Re:Hogwash (Score:3, Interesting)
You've obviously never tried supporting the deployment of a software application.
In the early 90s, I worked for an organization trying to develop a software supported distributed collaboration system -- the kind of thing that's dirt simple these days. We had maybe sixty or seventy people in the group, distributed all over the country, usually one per location. And those locations weren't Chicago and New York, they were more often places like Flagstaff and Tuskegee. The solution: have a guy fly out on the plane to install the software and train the user. CGI was brand new at the time. If we'd been doing it five years later, it would have been way cheaper and easier, although somewhat more crude looking.
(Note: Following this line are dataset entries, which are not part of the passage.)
//! KeyEmitter: the virtual keyboard as seen by the polling loop.
//!
//! The production implementation is
//! [`VirtualInputDevice`](crate::infrastructure::virtual_input::VirtualInputDevice),
//! which writes uinput records to the kernel.

use gpio_keys_core::KeyCode;
use thiserror::Error;

/// Error type for virtual keyboard operations.
#[derive(Debug, Error)]
pub enum DeviceError {
    /// The device node could not be opened or the kernel rejected a step of
    /// the creation protocol (missing driver, permissions).
    #[error("virtual input device unavailable ({context}): {source}")]
    Unavailable {
        context: String,
        #[source]
        source: std::io::Error,
    },

    /// Emission was attempted before creation or after teardown.
    #[error("virtual input device not initialized")]
    NotInitialized,

    /// The key was not part of the capability set registered at creation.
    #[error("{0} was not registered with the virtual input device")]
    UnregisteredKey(KeyCode),

    /// Writing an event record to the device failed.
    #[error("failed to write input event: {0}")]
    Write(#[source] std::io::Error),
}

/// Synthesizes key transitions on a virtual keyboard.
///
/// Owned exclusively by the polling loop, hence `&mut self` and no locking.
#[cfg_attr(test, mockall::automock)]
pub trait KeyEmitter: Send {
    /// Emits a key press followed by a sync report.
    fn key_down(&mut self, key: KeyCode) -> Result<(), DeviceError>;

    /// Emits a key release followed by a sync report.
    fn key_up(&mut self, key: KeyCode) -> Result<(), DeviceError>;

    /// Tears the device down.  Idempotent; later emissions fail with
    /// [`DeviceError::NotInitialized`].
    fn release(&mut self);
}
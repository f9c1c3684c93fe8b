//! `/dev/uinput` backed by real file I/O and `ioctl(2)`.
//!
//! # What is uinput? (for beginners)
//!
//! uinput is a kernel module that lets a user-space process create an input
//! device.  The process opens `/dev/uinput`, declares which event types and
//! key codes the device can produce, writes a `uinput_user_dev` describing
//! the device, and issues `UI_DEV_CREATE`.  From then on every
//! `input_event` written to the handle is delivered to consumers (X11,
//! Wayland compositors, SDL, the console) as if it came from hardware.
//!
//! # Permissions
//!
//! `/dev/uinput` is normally `root:root 0600`.  Either run as root or add a
//! udev rule granting the service user write access, e.g.
//!
//! ```text
//! KERNEL=="uinput", GROUP="input", MODE="0660"
//! ```
//!
//! Without access, [`LinuxUinputNode::open`] fails with
//! [`DeviceError::Unavailable`].

use std::fs::{File, OpenOptions};
use std::io::{self, Write};
use std::os::unix::io::AsRawFd;
use std::path::{Path, PathBuf};

use gpio_keys_core::protocol::{UI_DEV_CREATE, UI_DEV_DESTROY, UI_SET_EVBIT, UI_SET_KEYBIT};
use tracing::debug;

use super::UinputNode;
use crate::application::emit_keys::DeviceError;

/// An open, write-only handle on a uinput control node.
#[derive(Debug)]
pub struct LinuxUinputNode {
    file: File,
    path: PathBuf,
}

impl LinuxUinputNode {
    /// Opens `path` for writing.
    ///
    /// # Errors
    ///
    /// Returns [`DeviceError::Unavailable`] if the node is missing or not
    /// writable by this process.
    pub fn open(path: impl AsRef<Path>) -> Result<Self, DeviceError> {
        let path = path.as_ref().to_path_buf();
        let file = OpenOptions::new()
            .write(true)
            .open(&path)
            .map_err(|source| DeviceError::Unavailable {
                context: format!("open {}", path.display()),
                source,
            })?;
        debug!(path = %path.display(), "uinput node opened");
        Ok(Self { file, path })
    }

    pub fn path(&self) -> &Path {
        &self.path
    }

    fn ioctl(&self, request: u32, arg: libc::c_ulong) -> io::Result<()> {
        // SAFETY: the descriptor is owned by `self.file` and stays open for the
        // duration of the call; every uinput request used here takes either no
        // argument or a plain integer.
        let rc = unsafe { libc::ioctl(self.file.as_raw_fd(), request as _, arg) };
        if rc < 0 {
            return Err(io::Error::last_os_error());
        }
        Ok(())
    }
}

impl UinputNode for LinuxUinputNode {
    fn set_event_bit(&mut self, event_type: u16) -> io::Result<()> {
        self.ioctl(UI_SET_EVBIT, libc::c_ulong::from(event_type))
    }

    fn set_key_bit(&mut self, code: u16) -> io::Result<()> {
        self.ioctl(UI_SET_KEYBIT, libc::c_ulong::from(code))
    }

    fn write_all(&mut self, bytes: &[u8]) -> io::Result<()> {
        self.file.write_all(bytes)
    }

    fn create(&mut self) -> io::Result<()> {
        self.ioctl(UI_DEV_CREATE, 0)
    }

    fn destroy(&mut self) -> io::Result<()> {
        self.ioctl(UI_DEV_DESTROY, 0)
    }
}
//! The `stop_emulator` button action.
//!
//! Pressing the reset button sends a signal to the running emulator with
//! `pkill -<signal> <process_name>`.  The child is spawned on the tokio
//! runtime and not waited for, so the polling tick is never held up; tokio
//! reaps it in the background.

use std::sync::Arc;

use anyhow::Context;
use tokio::process::Command;
use tracing::info;

use crate::application::button_binding::ButtonCallback;
use crate::infrastructure::storage::config::EmulatorConfig;

const PKILL: &str = "pkill";

/// Arguments passed to `pkill` for `config`.
pub fn pkill_args(config: &EmulatorConfig) -> Vec<String> {
    vec![format!("-{}", config.signal), config.process_name.clone()]
}

/// A callback that signals the configured emulator process.
pub fn stop_emulator_callback(config: &EmulatorConfig) -> ButtonCallback {
    command_callback(PKILL, pkill_args(config))
}

/// A callback that spawns `program args…` and returns as soon as the process
/// has started.
///
/// Must be invoked from within a tokio runtime.
pub fn command_callback(program: impl Into<String>, args: Vec<String>) -> ButtonCallback {
    let program = program.into();
    Arc::new(move || -> anyhow::Result<()> {
        let child = Command::new(&program)
            .args(&args)
            .spawn()
            .with_context(|| format!("failed to spawn {program}"))?;
        info!(pid = ?child.id(), "spawned {program} {}", args.join(" "));
        Ok(())
    })
}

// ── Tests ─────────────────────────────────────────────────────────────────────
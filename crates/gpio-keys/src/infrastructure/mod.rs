//! Infrastructure layer: kernel, GPIO and file-system adapters.
//!
//! **Dependency rule**: this layer may depend on `application` and
//! `gpio_keys_core`, but MUST NOT be imported by the `application` layer.
//!
//! # Sub-modules
//!
//! - **`virtual_input`** – the uinput keyboard.  `VirtualInputDevice` owns
//!   the creation protocol; the node underneath is either `/dev/uinput`
//!   (Linux) or a recording fake for tests.
//!
//! - **`gpio`** – `LineProvider` implementations: `rppal` on a Raspberry Pi,
//!   scripted lines in tests.
//!
//! - **`storage`** – the TOML configuration file.
//!
//! - **`emulator`** – the `stop_emulator` callback (`pkill`).

pub mod emulator;
pub mod gpio;
pub mod storage;
pub mod virtual_input;

#[cfg(target_os = "linux")]
pub use hardware::{open_hardware, HardwareManager};

#[cfg(target_os = "linux")]
mod hardware {
    use crate::application::button_binding::ButtonCallback;
    use crate::application::key_manager::{KeyManager, StartupError};
    use crate::infrastructure::gpio::rpi::RppalLines;
    use crate::infrastructure::storage::config::AppConfig;
    use crate::infrastructure::virtual_input::linux::LinuxUinputNode;
    use crate::infrastructure::virtual_input::VirtualInputDevice;

    /// A manager driving real buttons into a real uinput keyboard.
    pub type HardwareManager = KeyManager<VirtualInputDevice<LinuxUinputNode>>;

    /// Opens `/dev/uinput` and the GPIO controller described by `config` and
    /// builds the manager.
    ///
    /// Blocks for the device settle delay; call it from a blocking context.
    ///
    /// # Errors
    ///
    /// Returns [`StartupError`] if the device node, the GPIO controller or
    /// any pin cannot be opened, or the button table is invalid.
    pub fn open_hardware(
        config: &AppConfig,
        stop: ButtonCallback,
    ) -> Result<HardwareManager, StartupError> {
        let lines = RppalLines::new().map_err(StartupError::Controller)?;
        let descriptor = config.device.descriptor();
        let settle_delay = config.polling.settle_delay();

        KeyManager::open(
            &config.buttons,
            &lines,
            stop,
            config.polling.interval(),
            |keys| {
                let node = LinuxUinputNode::open(&config.device.uinput_path)?;
                VirtualInputDevice::initialize(node, descriptor, keys.iter().copied(), settle_delay)
            },
        )
    }
}
//! Line-based interactive mode: ask for the table size, start the game,
//! then read who won.

use std::io::{BufRead, Write};

use anyhow::{Context, Result};
use tracing::debug;

use crate::game::Game;

pub const PLAYER_PROMPT: &str = "Please enter the number of players: ";
pub const BAD_PLAYER_INPUT_ERR_MSG: &str =
    "Bad value received for number of players, please try again with a number";

const WINNER_SUFFIX: &str = " wins";

/// How a play session ended.
#[derive(Debug, Clone, PartialEq, Eq)]
pub enum PlayOutcome {
    /// The player count was not a number; the game never started.
    BadPlayerCount,
    Finished { winner: String },
}

/// Drives one game over a line-oriented input and an output sink.
pub struct PlayLoop<R, W, G> {
    input: R,
    output: W,
    game: G,
}

impl<R: BufRead, W: Write, G: Game> PlayLoop<R, W, G> {
    pub fn new(input: R, output: W, game: G) -> Self {
        Self {
            input,
            output,
            game,
        }
    }

    pub fn play(&mut self) -> Result<PlayOutcome> {
        write!(self.output, "{PLAYER_PROMPT}").context("write player prompt")?;
        self.output.flush().context("flush player prompt")?;

        let line = self.read_line()?;
        let Ok(number_of_players) = line.parse::<i64>() else {
            debug!(input = %line, "rejected player count");
            write!(self.output, "{BAD_PLAYER_INPUT_ERR_MSG}").context("write error message")?;
            self.output.flush().context("flush error message")?;
            return Ok(PlayOutcome::BadPlayerCount);
        };

        self.game
            .start(number_of_players, &mut self.output)
            .context("start game")?;

        let winner = extract_winner(&self.read_line()?).to_string();
        self.game.finish(&winner).context("finish game")?;
        Ok(PlayOutcome::Finished { winner })
    }

    pub fn into_parts(self) -> (R, W, G) {
        (self.input, self.output, self.game)
    }

    /// Next line without its terminator. EOF reads as an empty line.
    fn read_line(&mut self) -> Result<String> {
        let mut line = String::new();
        self.input.read_line(&mut line).context("read input line")?;
        if line.ends_with('\n') {
            line.pop();
            if line.ends_with('\r') {
                line.pop();
            }
        }
        Ok(line)
    }
}

/// Strip one trailing `" wins"`; other input passes through unchanged.
pub fn extract_winner(input: &str) -> &str {
    input.strip_suffix(WINNER_SUFFIX).unwrap_or(input)
}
In the late 90s and early 00s, I was involved in developing a successful vertical market app. Although profitable, the 80/20 rule applied in spades. Most of the customers we lost money on. The reason: the support costs of installing and maintaining the database. You can't let customers lose their data, period. Basically there was a minimum sized profitable customer, but we needed (for political reasons) to support the entire range of customer sizes. If we'd been doing it five years later, we could have packaged it as a web application for the little guys but we didn't have the web GIS capabilities in 1999.
Re:Hogwash (Score:3, Interesting)
That may be true, but law != fact. Too, and I know I'm simplifying this far, far too much, but anyone that USED the 2 browsers at the time realized Netscape was going out of its way to suck. IE was genuinely better in terms of speed and render quality. That seesawed back and forth a bit, but overall, IE really was quite a bit better.
Then, when competition was no more, it languished and sucked more each release, where it continues to stay. I don't know if they can pull it out this time with Chrome, Opera, hell, even Safari is better.
Re:Hogwash (Score:3, Interesting)
I don't think they needed to be broken up they needed 2 things removed:
1) Their right to determine how their OS was used
2) Their freedom to price. That is require them to charge all OEMs the same price.